Vienthong’s epic squid salad with green papaya.

SeattleMet Magazine is always publishing a top or best of list of some kind, but when they printed a story on the “Best Asian Restaurants” in 2011 it captured my son Douglas’s (then 12 years old) and my attention. Since we live near the Rainier Valley and Seattle’s International District, the hub for all things Asian, it seemed responsible to investigate the hood. We already had favorites, but were willing to expand our horizons and hopefully identify gems we were missing. I have traveled extensively through out South East Asia and was also hoping to find those meals that would instantly transport me back to the alleys and shacks simply by the taste and smells, a sign of true authenticity. I should note that I did not make it to China, as a brief visit was on my itinerary at the time in 1989, but the Tinaman Square incident just a week before prevented Americans from entering the country for a spell.

Katharine Robinson began her Met article “Northwest by FarEast” by stating “Where Dallas has it’s steaks, Memphis its barbecue, and LA its Mexican – Seattle has Asian food.” And what a trip it is visiting most all the spots. It took us over two years; some needed a second and sometimes a fifth chance. Most restaurants on our list are convenient to Seattle.
Cantonese:
I finally motivated to publish this list because my favorite restaurant, Sea Garden, was forced to close due to a fire. It’s a reminder that good restaurants are transient and need to be highlighted when around. When it returns, Sea Garden will be my goto again! If you are craving both seafood and Chinese, this was the spot. My suggestion is Shrimp in Lobster Sauce, not on the menu, but the best in town.

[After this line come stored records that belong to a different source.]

use serde::{Deserialize, Serialize};

use super::curves::Line3d;
use super::point::Point3d;
use super::vector::Vec3;

/// A 4x4 affine transformation matrix stored in column-major order.
#[derive(Debug, Clone, Copy, PartialEq, Serialize, Deserialize)]
pub struct Transform {
    /// Column-major 4x4 matrix entries.
    pub m: [f64; 16],
}

impl Transform {
    pub fn identity() -> Self {
        #[rustfmt::skip]
        let m = [
            1.0, 0.0, 0.0, 0.0,
            0.0, 1.0, 0.0, 0.0,
            0.0, 0.0, 1.0, 0.0,
            0.0, 0.0, 0.0, 1.0,
        ];
        Self { m }
    }

    pub fn translation(v: Vec3) -> Self {
        #[rustfmt::skip]
        let m = [
            1.0, 0.0, 0.0, 0.0,
            0.0, 1.0, 0.0, 0.0,
            0.0, 0.0, 1.0, 0.0,
            v.x, v.y, v.z, 1.0,
        ];
        Self { m }
    }

    /// Rotation about an axis through the origin (Rodrigues' formula).
    /// `None` when the axis has zero length.
    pub fn rotation_axis_angle(axis: Vec3, angle: f64) -> Option<Self> {
        let axis = axis.normalized()?;
        let c = angle.cos();
        let s = angle.sin();
        let t = 1.0 - c;
        let (x, y, z) = (axis.x, axis.y, axis.z);

        #[rustfmt::skip]
        let m = [
            t*x*x + c,     t*x*y + s*z,   t*x*z - s*y,   0.0,
            t*x*y - s*z,   t*y*y + c,     t*y*z + s*x,   0.0,
            t*x*z + s*y,   t*y*z - s*x,   t*z*z + c,     0.0,
            0.0,           0.0,           0.0,           1.0,
        ];
        Some(Self { m })
    }

    /// Rotation by `angle` radians about an arbitrary line in space.
    pub fn rotation_about_line(line: &Line3d, angle: f64) -> Option<Self> {
        let rotate = Self::rotation_axis_angle(line.direction, angle)?;
        let to_origin = Self::translation(-line.origin.to_vec3());
        let back = Self::translation(line.origin.to_vec3());
        Some(back.then(&rotate).then(&to_origin))
    }

    fn at(&self, row: usize, col: usize) -> f64 {
        self.m[col * 4 + row]
    }

    pub fn transform_point(&self, p: &Point3d) -> Point3d {
        let x = self.at(0, 0) * p.x + self.at(0, 1) * p.y + self.at(0, 2) * p.z + self.at(0, 3);
        let y = self.at(1, 0) * p.x + self.at(1, 1) * p.y + self.at(1, 2) * p.z + self.at(1, 3);
        let z = self.at(2, 0) * p.x + self.at(2, 1) * p.y + self.at(2, 2) * p.z + self.at(2, 3);
        Point3d::new(x, y, z)
    }

    /// Transform a direction (no translation).
    pub fn transform_vector(&self, v: &Vec3) -> Vec3 {
        let x = self.at(0, 0) * v.x + self.at(0, 1) * v.y + self.at(0, 2) * v.z;
        let y = self.at(1, 0) * v.x + self.at(1, 1) * v.y + self.at(1, 2) * v.z;
        let z = self.at(2, 0) * v.x + self.at(2, 1) * v.y + self.at(2, 2) * v.z;
        Vec3::new(x, y, z)
    }

    /// Matrix product `self * other`: `other` is applied first.
    pub fn then(&self, other: &Transform) -> Transform {
        let mut result = [0.0f64; 16];
        for col in 0..4 {
            for row in 0..4 {
                let mut sum = 0.0;
                for k in 0..4 {
                    sum += self.at(row, k) * other.at(k, col);
                }
                result[col * 4 + row] = sum;
            }
        }
        Transform { m: result }
    }
}

impl Default for Transform {
    fn default() -> Self {
        Self::identity()
    }
}

/// Axis-aligned bounding box.
#[derive(Debug, Clone, Copy, PartialEq, Serialize, Deserialize)]
pub struct BoundingBox {
    pub min: Point3d,
    pub max: Point3d,
}

impl BoundingBox {
    pub fn new(min: Point3d, max: Point3d) -> Self {
        Self { min, max }
    }

    pub fn empty() -> Self {
        Self {
            min: Point3d::new(f64::INFINITY, f64::INFINITY, f64::INFINITY),
            max: Point3d::new(f64::NEG_INFINITY, f64::NEG_INFINITY, f64::NEG_INFINITY),
        }
    }

    pub fn from_points(points: &[Point3d]) -> Self {
        let mut bb = Self::empty();
        for p in points {
            bb.expand_to_include(p);
        }
        bb
    }

    pub fn expand_to_include(&mut self, p: &Point3d) {
        self.min.x = self.min.x.min(p.x);
        self.min.y = self.min.y.min(p.y);
        self.min.z = self.min.z.min(p.z);
        self.max.x = self.max.x.max(p.x);
        self.max.y = self.max.y.max(p.y);
        self.max.z = self.max.z.max(p.z);
    }

    pub fn union(&self, other: &Self) -> Self {
        let mut bb = *self;
        bb.expand_to_include(&other.min);
        bb.expand_to_include(&other.max);
        bb
    }

    /// Overlap test where boxes closer than `tol` count as touching.
    pub fn intersects(&self, other: &Self, tol: f64) -> bool {
        self.min.x <= other.max.x + tol
            && self.max.x >= other.min.x - tol
            && self.min.y <= other.max.y + tol
            && self.max.y >= other.min.y - tol
            && self.min.z <= other.max.z + tol
            && self.max.z >= other.min.z - tol
    }

    /// Euclidean gap between two boxes, zero when they overlap.
    pub fn distance_to(&self, other: &Self) -> f64 {
        let gap = |lo_a: f64, hi_a: f64, lo_b: f64, hi_b: f64| {
            (lo_b - hi_a).max(lo_a - hi_b).max(0.0)
        };
        let dx = gap(self.min.x, self.max.x, other.min.x, other.max.x);
        let dy = gap(self.min.y, self.max.y, other.min.y, other.max.y);
        let dz = gap(self.min.z, self.max.z, other.min.z, other.max.z);
        (dx * dx + dy * dy + dz * dz).sqrt()
    }

    pub fn center(&self) -> Point3d {
        self.min.midpoint(&self.max)
    }

    pub fn size(&self) -> Vec3 {
        self.max - self.min
    }

    pub fn diagonal(&self) -> f64 {
        self.size().length()
    }

    pub fn is_valid(&self) -> bool {
        self.min.x <= self.max.x && self.min.y <= self.max.y && self.min.z <= self.max.z
    }

    pub fn expanded(&self, margin: f64) -> Self {
        let m = Vec3::new(margin, margin, margin);
        Self {
            min: self.min - m,
            max: self.max + m,
        }
    }

    /// Project the box onto a unit direction through `origin`, returning the
    /// parameter range its corners cover.
    pub fn extent_along(&self, origin: &Point3d, direction: &Vec3) -> (f64, f64) {
        let mut lo = f64::INFINITY;
        let mut hi = f64::NEG_INFINITY;
        for corner in self.corners() {
            let t = (corner - *origin).dot(direction);
            lo = lo.min(t);
            hi = hi.max(t);
        }
        (lo, hi)
    }

    pub fn corners(&self) -> [Point3d; 8] {
        let (a, b) = (self.min, self.max);
        [
            Point3d::new(a.x, a.y, a.z),
            Point3d::new(b.x, a.y, a.z),
            Point3d::new(b.x, b.y, a.z),
            Point3d::new(a.x, b.y, a.z),
            Point3d::new(a.x, a.y, b.z),
            Point3d::new(b.x, a.y, b.z),
            Point3d::new(b.x, b.y, b.z),
            Point3d::new(a.x, b.y, b.z),
        ]
    }
}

Hing Loon on Weller in the ID is consistent, but easily the least sexy, fluorescent flooded room for food. Take Robinson’s advice and order from the sheets on the wall.
 
Chinese:
Chiang’s Gourmet, right off of I-5 at Lake City, Douglas’s favorite!  He doesn’t even check the menu: Szechuan noodles with pork, 5 star chicken. I’m always adding an experimental dish, of which there are many, but they don’t always work out. Skip the drunken chicken, stuffed tofu skin with mushrooms, tough, even for a diverse palate.

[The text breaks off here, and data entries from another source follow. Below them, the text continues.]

use tracing::{debug, warn};
use weld_kernel::{KernelSolidHandle, OpId};

use crate::kernel_ext::KernelBundle;
use crate::types::{Diagnostics, Scratch};

/// Delete every scratch entry that is still alive, once.
///
/// Bodies consumed by a boolean in the meantime are skipped. Failures are
/// reported as diagnostics; the finished welds stay valid either way.
pub fn delete_scratch(kb: &mut dyn KernelBundle, op: &OpId, scratch: &[Scratch]) -> Diagnostics {
    let mut diagnostics = Diagnostics::default();
    let live = kb.solids();
    let mut bodies: Vec<KernelSolidHandle> = Vec::new();
    let mut sketch_index = 0;

    for entry in scratch {
        match entry {
            Scratch::Sketch(sketch) => {
                let sub = op.unstable("deleteSketch", sketch_index);
                sketch_index += 1;
                if let Err(e) = kb.delete_sketch(&sub, *sketch) {
                    warn!(op = %sub, error = %e, "could not delete scratch sketch");
                    diagnostics.warn(&sub, format!("scratch sketch not deleted: {e}"));
                }
            }
            Scratch::Body(body) => {
                if live.contains(body) && !bodies.contains(body) {
                    bodies.push(*body);
                }
            }
        }
    }

    if !bodies.is_empty() {
        let sub = op.child("deleteBodies");
        debug!(op = %sub, count = bodies.len(), "deleting scratch bodies");
        if let Err(e) = kb.delete_bodies(&sub, &bodies) {
            warn!(op = %sub, error = %e, "could not delete scratch bodies");
            diagnostics.warn(&sub, format!("scratch bodies not deleted: {e}"));
        }
    }
    diagnostics
}
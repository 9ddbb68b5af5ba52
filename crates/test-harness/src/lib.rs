//! Test harness for weld scenarios.
//!
//! Scripts weld features against a regenerated `MockKernel` scene, checks
//! the outcome at every step and renders readable reports.
//!
//! # Key Components
//!
//! - [`WeldBench`]: Fluent API for building scenes and running weld features
//! - [`report`]: Structured text weld reports
//! - [`helpers`]: Error type, tracing setup, scene geometry
//! - [`assertions`]: Assertion helpers with diagnostics

pub mod assertions;
pub mod helpers;
pub mod report;
pub mod workflow;

pub use helpers::{deg, init_tracing, HarnessError, Side};
pub use report::WeldReport;
pub use workflow::WeldBench;
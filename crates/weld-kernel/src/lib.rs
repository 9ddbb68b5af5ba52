pub mod mock_kernel;
mod mock_shapes;
pub mod traits;
pub mod types;

pub use mock_kernel::{KernelCall, KernelOp, MockKernel};
pub use traits::*;
pub use types::*;
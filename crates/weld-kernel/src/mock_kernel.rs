//! MockKernel: a deterministic test double implementing Kernel + KernelIntrospect.
//!
//! Bodies are analytic prisms, tubes, and lumps with stable face and edge
//! ids, so every weld planner can run end to end in tests. The mock models
//! the observable effects the planners rely on, not a B-rep: subtracting
//! plates from an unbounded bead trims the bead to the plates' common extent
//! along its axis, and cutting a plate only records the cut.
//!
//! Accepted mutating requests are logged as [`KernelCall`]s. Any request
//! kind can be made to fail with [`MockKernel::reject`].

use std::collections::{BTreeMap, HashMap, HashSet, VecDeque};
use std::f64::consts::TAU;

use tracing::debug;
use weld_geom::{
    BoundingBox, Cylinder, Line3d, Plane, Point2d, Point3d, Segment, Transform, Vec3, WeldFrame,
};

use crate::mock_shapes::{
    ccw_outline, face_distance, flatten, parameters_on, planar_outline, revolve_samples,
    ring_samples, FaceGeom, Lump, OutlineSegment, Prism, Shape, StaticFace, Tube,
};
use crate::traits::{CounterStore, Kernel, KernelIntrospect};
use crate::types::*;

/// Kinds of mutating requests, for logging and failure injection.
#[derive(Debug, Clone, Copy, PartialEq, Eq, Hash)]
pub enum KernelOp {
    CreateSketch,
    SolveSketch,
    DeleteSketch,
    Extrude,
    ExtrudeThroughAll,
    Union,
    Subtraction,
    Intersection,
    Sweep,
    ReplaceFace,
    OffsetFace,
    MoveFace,
    Revolve,
    Loft,
    DeleteBodies,
    SetProperty,
}

impl From<BooleanKind> for KernelOp {
    fn from(kind: BooleanKind) -> Self {
        match kind {
            BooleanKind::Union => KernelOp::Union,
            BooleanKind::Subtraction => KernelOp::Subtraction,
            BooleanKind::Intersection => KernelOp::Intersection,
        }
    }
}

/// One accepted request.
#[derive(Debug, Clone, PartialEq)]
pub struct KernelCall {
    pub op: OpId,
    pub kind: KernelOp,
}

#[derive(Debug, Clone)]
struct MockBody {
    shape: Shape,
    faces: Vec<KernelId>,
    edges: Vec<KernelId>,
    merged_into: Option<KernelSolidHandle>,
    deleted: bool,
    properties: Vec<BodyProperty>,
    cuts: usize,
}

#[derive(Debug, Clone, Copy)]
struct TopoRef {
    body: KernelSolidHandle,
    slot: usize,
}

#[derive(Debug, Clone)]
struct MockSketch {
    frame: WeldFrame,
    entities: Vec<OutlineSegment>,
    region: Option<KernelId>,
    deleted: bool,
}

#[derive(Debug, Clone)]
struct Region {
    sketch: SketchId,
    frame: WeldFrame,
    outline: Vec<OutlineSegment>,
}

/// Deterministic test double for the solid-modeling kernel.
#[derive(Debug, Clone)]
pub struct MockKernel {
    next_id: u64,
    next_handle: u64,
    next_sketch: u64,
    bodies: BTreeMap<KernelSolidHandle, MockBody>,
    faces: HashMap<KernelId, TopoRef>,
    edges: HashMap<KernelId, TopoRef>,
    sketches: HashMap<SketchId, MockSketch>,
    regions: HashMap<KernelId, Region>,
    face_transforms: HashMap<KernelId, Transform>,
    replaced: HashMap<KernelId, (KernelId, bool)>,
    counters: HashMap<String, u64>,
    calls: Vec<KernelCall>,
    rejected: HashSet<KernelOp>,
}

impl MockKernel {
    pub fn new() -> Self {
        Self {
            next_id: 1,
            next_handle: 1,
            next_sketch: 1,
            bodies: BTreeMap::new(),
            faces: HashMap::new(),
            edges: HashMap::new(),
            sketches: HashMap::new(),
            regions: HashMap::new(),
            face_transforms: HashMap::new(),
            replaced: HashMap::new(),
            counters: HashMap::new(),
            calls: Vec::new(),
            rejected: HashSet::new(),
        }
    }

    fn alloc_id(&mut self) -> KernelId {
        let id = KernelId(self.next_id);
        self.next_id += 1;
        id
    }

    fn alloc_handle(&mut self) -> KernelSolidHandle {
        let h = KernelSolidHandle(self.next_handle);
        self.next_handle += 1;
        h
    }

    fn insert_body(&mut self, shape: Shape) -> KernelSolidHandle {
        let handle = self.alloc_handle();
        let faces: Vec<KernelId> = (0..shape.face_count()).map(|_| self.alloc_id()).collect();
        let edges: Vec<KernelId> = (0..shape.edge_count()).map(|_| self.alloc_id()).collect();
        for (slot, id) in faces.iter().enumerate() {
            self.faces.insert(*id, TopoRef { body: handle, slot });
        }
        for (slot, id) in edges.iter().enumerate() {
            self.edges.insert(*id, TopoRef { body: handle, slot });
        }
        self.bodies.insert(
            handle,
            MockBody {
                shape,
                faces,
                edges,
                merged_into: None,
                deleted: false,
                properties: Vec::new(),
                cuts: 0,
            },
        );
        handle
    }

    // ── Scene construction ──────────────────────────────────────────

    /// Axis-aligned plate. Faces, in order: the four sides (-y, +x, +y, -x),
    /// then bottom (-z) and top (+z).
    pub fn add_box(&mut self, min: Point3d, max: Point3d) -> Result<KernelSolidHandle, KernelError> {
        let frame = WeldFrame::new(min, Vec3::Z, Vec3::X).map_err(|e| KernelError::Other {
            message: e.to_string(),
        })?;
        let (w, h) = (max.x - min.x, max.y - min.y);
        let corners = [
            Point2d::new(0.0, 0.0),
            Point2d::new(w, 0.0),
            Point2d::new(w, h),
            Point2d::new(0.0, h),
        ];
        self.add_prism(frame, &corners, max.z - min.z)
    }

    /// Straight prism: a polygon in `frame` extruded `depth` along the normal.
    pub fn add_prism(
        &mut self,
        frame: WeldFrame,
        polygon: &[Point2d],
        depth: f64,
    ) -> Result<KernelSolidHandle, KernelError> {
        let n = polygon.len();
        let outline = (0..n)
            .map(|i| OutlineSegment {
                name: None,
                segment: Segment::line(polygon[i], polygon[(i + 1) % n]),
            })
            .collect();
        let prism = Prism::new(frame, outline, 0.0, depth)?;
        Ok(self.insert_body(Shape::Prism(prism)))
    }

    /// Solid cylinder standing on `base`. Faces: lateral, bottom, top.
    pub fn add_cylinder(
        &mut self,
        base: Point3d,
        axis: Vec3,
        radius: f64,
        height: f64,
    ) -> Result<KernelSolidHandle, KernelError> {
        let cylinder = Cylinder::new(base, axis, radius).ok_or_else(|| KernelError::Rejected {
            operation: "add_cylinder".into(),
            reason: "zero-length axis".into(),
        })?;
        Ok(self.insert_body(Shape::Tube(Tube {
            cylinder,
            h0: 0.0,
            h1: height,
        })))
    }

    // ── Lookups for tests ──────────────────────────────────────────

    /// Planar face of `body` whose outward normal is `normal`.
    pub fn face_on(&self, body: KernelSolidHandle, normal: Vec3) -> Option<KernelId> {
        let normal = normal.normalized()?;
        self.body_faces(body).ok()?.into_iter().find(|f| {
            self.face_geom(*f)
                .ok()
                .and_then(|g| g.surface.as_plane().map(|p| p.normal.dot(&normal) > 1.0 - 1e-9))
                .unwrap_or(false)
        })
    }

    /// Non-planar faces of `body`.
    pub fn curved_faces(&self, body: KernelSolidHandle) -> Vec<KernelId> {
        self.body_faces(body)
            .unwrap_or_default()
            .into_iter()
            .filter(|f| {
                self.face_geom(*f)
                    .map(|g| !g.surface.is_planar())
                    .unwrap_or(false)
            })
            .collect()
    }

    /// Edge shared by two faces.
    pub fn edge_between(&self, a: KernelId, b: KernelId) -> Option<KernelId> {
        let eb = self.face_edges(b).ok()?;
        self.face_edges(a).ok()?.into_iter().find(|e| eb.contains(e))
    }

    pub fn calls(&self) -> &[KernelCall] {
        &self.calls
    }

    pub fn count(&self, kind: KernelOp) -> usize {
        self.calls.iter().filter(|c| c.kind == kind).count()
    }

    /// Make every later request of `kind` fail.
    pub fn reject(&mut self, kind: KernelOp) {
        self.rejected.insert(kind);
    }

    pub fn allow(&mut self, kind: KernelOp) {
        self.rejected.remove(&kind);
    }

    pub fn name_of(&self, body: KernelSolidHandle) -> Option<&str> {
        self.bodies.get(&body)?.properties.iter().find_map(|p| match p {
            BodyProperty::Name(name) => Some(name.as_str()),
            _ => None,
        })
    }

    pub fn properties_of(&self, body: KernelSolidHandle) -> &[BodyProperty] {
        self.bodies
            .get(&body)
            .map(|b| b.properties.as_slice())
            .unwrap_or(&[])
    }

    /// Number of subtractions that cut into `body` without trimming it.
    pub fn cut_count(&self, body: KernelSolidHandle) -> usize {
        self.bodies.get(&body).map(|b| b.cuts).unwrap_or(0)
    }

    pub fn live_sketch_count(&self) -> usize {
        self.sketches.values().filter(|s| !s.deleted).count()
    }

    /// Length of a prism body along its extrusion axis.
    pub fn axial_length(&self, body: KernelSolidHandle) -> Option<f64> {
        match &self.bodies.get(&body)?.shape {
            Shape::Prism(p) => Some(p.z1 - p.z0),
            _ => None,
        }
    }

    // ── Internals ──────────────────────────────────────────

    fn check(&self, kind: KernelOp) -> Result<(), KernelError> {
        if self.rejected.contains(&kind) {
            return Err(KernelError::Rejected {
                operation: format!("{kind:?}"),
                reason: "rejected by the mock kernel".into(),
            });
        }
        Ok(())
    }

    fn log(&mut self, op: &OpId, kind: KernelOp) {
        debug!(%op, ?kind, "mock kernel call");
        self.calls.push(KernelCall {
            op: op.clone(),
            kind,
        });
    }

    fn resolve(&self, mut body: KernelSolidHandle) -> KernelSolidHandle {
        while let Some(next) = self.bodies.get(&body).and_then(|b| b.merged_into) {
            body = next;
        }
        body
    }

    fn live(&self, body: KernelSolidHandle) -> Result<&MockBody, KernelError> {
        match self.bodies.get(&body) {
            Some(b) if !b.deleted && b.merged_into.is_none() => Ok(b),
            _ => Err(KernelError::BodyNotFound { body }),
        }
    }

    fn face_ref(&self, face: KernelId) -> Result<TopoRef, KernelError> {
        let r = *self
            .faces
            .get(&face)
            .ok_or(KernelError::EntityNotFound { id: face })?;
        match self.bodies.get(&r.body) {
            Some(b) if !b.deleted => Ok(r),
            _ => Err(KernelError::EntityNotFound { id: face }),
        }
    }

    fn edge_ref(&self, edge: KernelId) -> Result<TopoRef, KernelError> {
        let r = *self
            .edges
            .get(&edge)
            .ok_or(KernelError::EntityNotFound { id: edge })?;
        match self.bodies.get(&r.body) {
            Some(b) if !b.deleted => Ok(r),
            _ => Err(KernelError::EntityNotFound { id: edge }),
        }
    }

    fn shape_of(&self, body: KernelSolidHandle) -> Result<&Shape, KernelError> {
        self.bodies
            .get(&body)
            .map(|b| &b.shape)
            .ok_or(KernelError::BodyNotFound { body })
    }

    fn region_geom(region: &Region) -> FaceGeom {
        let pts: Vec<Point3d> = region
            .outline
            .iter()
            .flat_map(|s| {
                let mut p = flatten(&s.segment);
                p.pop();
                p
            })
            .map(|p| region.frame.to_world(p))
            .collect();
        let surface = SurfaceClass::Plane {
            plane: region.frame.plane(),
        };
        let area = {
            let local: Vec<Point2d> = pts.iter().map(|p| region.frame.to_local(p)).collect();
            let n = local.len();
            (0..n)
                .map(|i| {
                    let (a, b) = (local[i], local[(i + 1) % n]);
                    a.x * b.y - b.x * a.y
                })
                .sum::<f64>()
                .abs()
                / 2.0
        };
        FaceGeom {
            surface,
            points: pts,
            area,
        }
    }

    /// Current geometry of a face: moves and replacements applied.
    fn face_geom(&self, face: KernelId) -> Result<FaceGeom, KernelError> {
        if let Some(region) = self.regions.get(&face) {
            return Ok(Self::region_geom(region));
        }
        let r = self.face_ref(face)?;
        let mut geom = self.shape_of(r.body)?.face(r.slot);
        if let Some(t) = self.face_transforms.get(&face) {
            geom = geom.transformed(t);
        }
        if let Some((template, opposite)) = self.replaced.get(&face) {
            if *template != face {
                let surface = self.face_geom(*template)?.surface;
                geom.surface = match (surface, opposite) {
                    (SurfaceClass::Plane { plane }, true) => SurfaceClass::Plane {
                        plane: plane.flipped(),
                    },
                    (s, _) => s,
                };
            }
        }
        Ok(geom)
    }

    /// Radius of a sphere around `origin` that contains the whole scene.
    fn scene_reach(&self, origin: &Point3d) -> f64 {
        let mut bb = BoundingBox::empty();
        for (h, b) in &self.bodies {
            if b.deleted {
                continue;
            }
            if let Ok(bx) = self.body_box(self.resolve(*h)) {
                bb = bb.union(&bx);
            }
        }
        if !bb.is_valid() {
            return 1.0;
        }
        origin.distance_to(&bb.center()) + bb.diagonal() + 1.0
    }

    /// Bodies whose faces belong to `body`: itself and everything merged in.
    fn members(&self, body: KernelSolidHandle) -> Vec<KernelSolidHandle> {
        self.bodies
            .iter()
            .filter(|(h, b)| !b.deleted && self.resolve(**h) == body)
            .map(|(h, _)| *h)
            .collect()
    }

    /// Common extent of `tools` along a prism axis.
    fn common_extent(
        &self,
        tools: &[KernelSolidHandle],
        frame: &WeldFrame,
    ) -> Result<(f64, f64), KernelError> {
        let mut lo = f64::NEG_INFINITY;
        let mut hi = f64::INFINITY;
        for tool in tools {
            let (a, b) = self
                .body_box(*tool)?
                .extent_along(&frame.origin, &frame.normal);
            lo = lo.max(a);
            hi = hi.min(b);
        }
        Ok((lo, hi))
    }

    /// Order sketch entities into a closed chain, flipping any that run
    /// backwards.
    fn chain(entities: &[OutlineSegment]) -> Option<Vec<OutlineSegment>> {
        const TOL: f64 = 1e-9;
        let mut remaining: Vec<OutlineSegment> = entities.to_vec();
        if remaining.is_empty() {
            return None;
        }
        let mut out = vec![remaining.remove(0)];
        while !remaining.is_empty() {
            let tail = out.last()?.segment.end();
            let idx = remaining.iter().position(|s| {
                s.segment.start().distance_to(&tail) < TOL
                    || s.segment.end().distance_to(&tail) < TOL
            })?;
            let mut next = remaining.remove(idx);
            if next.segment.start().distance_to(&tail) >= TOL {
                next.segment = next.segment.reversed();
            }
            out.push(next);
        }
        let closed = out.last()?.segment.end().distance_to(&out[0].segment.start()) < TOL;
        closed.then_some(out)
    }
}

663 Bistro in the ID is great. Fortunately it was just remodeled so it’s easy to just focus on the food. Actually Doug and I had a hallmark night eating along side Fred Brown and Bill Russell of Super Sonics lore. Definitely get the Salt and Pepper Chicken, up there with the best wings in town. They made us a special beef rib and wide noodle stew that was great, and the green beans with ground pork is consistent.
Mandarine Chef in the University District wins for best noodles and dumplings. Order the chow mein to get the noodles.

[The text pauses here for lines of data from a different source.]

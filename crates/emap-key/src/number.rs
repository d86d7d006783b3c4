use std::cmp::Ordering;
use std::fmt;
use std::hash::{Hash, Hasher};

use serde::{Deserialize, Serialize};

/// A numeric key component.
///
/// Wraps an `f64` and compares with same-value-zero semantics: every `NaN`
/// equals every other `NaN`, and `0.0` equals `-0.0`. `Hash` and `Ord` agree
/// with that equality, so a `Number` is usable in both hashed and ordered
/// stores.
///
/// A stored `-0.0` reads back as `0.0`, the way a native map keys entries.
#[derive(Clone, Copy, Serialize, Deserialize)]
#[serde(from = "f64", into = "f64")]
pub struct Number(f64);

impl Number {
    /// Wrap an `f64`, storing `-0.0` as `0.0`.
    pub fn new(value: f64) -> Self {
        if value == 0.0 {
            Self(0.0)
        } else {
            Self(value)
        }
    }

    /// The stored `f64`. Never negative zero.
    pub const fn get(self) -> f64 {
        self.0
    }

    /// Returns `true` if this number is `NaN`.
    pub fn is_nan(self) -> bool {
        self.0.is_nan()
    }

    /// The value with `-0.0` folded to `0.0` and every `NaN` folded to one
    /// quiet `NaN`.
    fn canonical(self) -> f64 {
        if self.0.is_nan() {
            f64::NAN
        } else if self.0 == 0.0 {
            0.0
        } else {
            self.0
        }
    }
}

impl PartialEq for Number {
    fn eq(&self, other: &Self) -> bool {
        self.canonical().to_bits() == other.canonical().to_bits()
    }
}

impl Eq for Number {}

impl Hash for Number {
    fn hash<H: Hasher>(&self, state: &mut H) {
        self.canonical().to_bits().hash(state);
    }
}

impl PartialOrd for Number {
    fn partial_cmp(&self, other: &Self) -> Option<Ordering> {
        Some(self.cmp(other))
    }
}

impl Ord for Number {
    fn cmp(&self, other: &Self) -> Ordering {
        self.canonical().total_cmp(&other.canonical())
    }
}

impl fmt::Debug for Number {
    fn fmt(&self, f: &mut fmt::Formatter<'_>) -> fmt::Result {
        write!(f, "Number({})", self.0)
    }
}

impl fmt::Display for Number {
    fn fmt(&self, f: &mut fmt::Formatter<'_>) -> fmt::Result {
        write!(f, "{}", self.0)
    }
}

impl From<f64> for Number {
    fn from(value: f64) -> Self {
        Self::new(value)
    }
}

impl From<Number> for f64 {
    fn from(value: Number) -> Self {
        value.0
    }
}

macro_rules! number_from_lossless {
    ($($t:ty),*) => {
        $(
            impl From<$t> for Number {
                fn from(value: $t) -> Self {
                    Self::new(f64::from(value))
                }
            }
        )*
    };
}

number_from_lossless!(i8, i16, i32, u8, u16, u32, f32);
//! Key-value map with pluggable key normalization and a default value.
//!
//! [`EnhancedMap`] wraps a native store through a forwarding [`MapProxy`] and
//! changes exactly three operations:
//!
//! - `get`, `has`, and `set` normalize the key first, so keys that normalize
//!   equal (a boxed `"k"` and a raw `"k"`, by default) share one entry;
//! - `get` returns a configured default instead of `None` on a miss.
//!
//! Every other store operation is forwarded unchanged.
//!
//! ```
//! use emap::{EnhancedMap, Key, MapOptions};
//!
//! let mut map: EnhancedMap<Key, &str> =
//!     EnhancedMap::from_options(MapOptions::new().with_default("none"));
//! map.set(Key::boxed("k"), "v");
//!
//! assert_eq!(map.get(&Key::from("k")), Some(&"v"));
//! assert_eq!(map.get(&Key::from("missing")), Some(&"none"));
//! ```

pub mod map;
pub mod options;

pub use map::EnhancedMap;
pub use options::{MapOptions, NormalizeFn, NormalizeKeys};

// Re-export key and store types
pub use emap_key::{
    is_boxed_primitive, unbox_primitive, BoxedPrimitive, DefaultNormalize, Key, KeyError,
    KeyKind, KeyResult, Number, ObjectRef, Primitive, Symbol,
};
pub use emap_store::{AssociativeStore, DefaultStore, Keys, MapProxy, Values};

Sichuanese Cuisine Restaurant on Jackson is awesome! I mean they keep bringing you food to throw into your table top hot pot until you explode. We stopped just shy of becoming a mess. Come hungry. Place is a dive.
Red Lantern was very good, especially the fermented black beans and pork.
Taiwanese
Din Tai Fung is an absolute favorite and worth a wait. Soup dumplings are the bomb!
Gourmet Noodle Bowl in Chinatown is another all you can eat hot pot restaurant, and highly recommended by a huge number of regular Taiwanese students.
Dim Sum
Dave Lowry wrote the other half of the Best Asian list with his article “the True Taste of Asia” and nailed the best Dim Sum:
Joy Palace. Huge Asian crowds fill this hall with the food to support. Dave recognizes that “the shrimp dumplings are perfectly translucent, the shumai are resplendent umami, pork ribs are deliciously unctuous and they even have chicken feet.” Douglas and I ordered the chicken feet once and that was enough. Too much gnawing on little knuckles. Lowry also suggests skipping the standard oolong tea for Pu Li tea.
Jade Garden, We didn’t have the patience to wait in line.
 
Filipino
Kawali Grill in Columbia City. Doug’s chicken was tinged with a little coconut and was great. The stews looked good. I ventured into the deep fried meat and will stick with the stews next time. 
 
Jae's inventive roll with tempura jalapeno

Jae’s inventive roll with tempura jalapeño

Japanese (Sushi)
Douglas and I are huge fans of Japanese, just wish I could afford it all the time, but it has led me to cooking it myself.
Nishino’s is our first choice if we are offered our pick of restaurants in Seattle. Everything is good from the sushi to the squid, asparagus and shitake mushroom stir fry, which I’ve come close to knocking off.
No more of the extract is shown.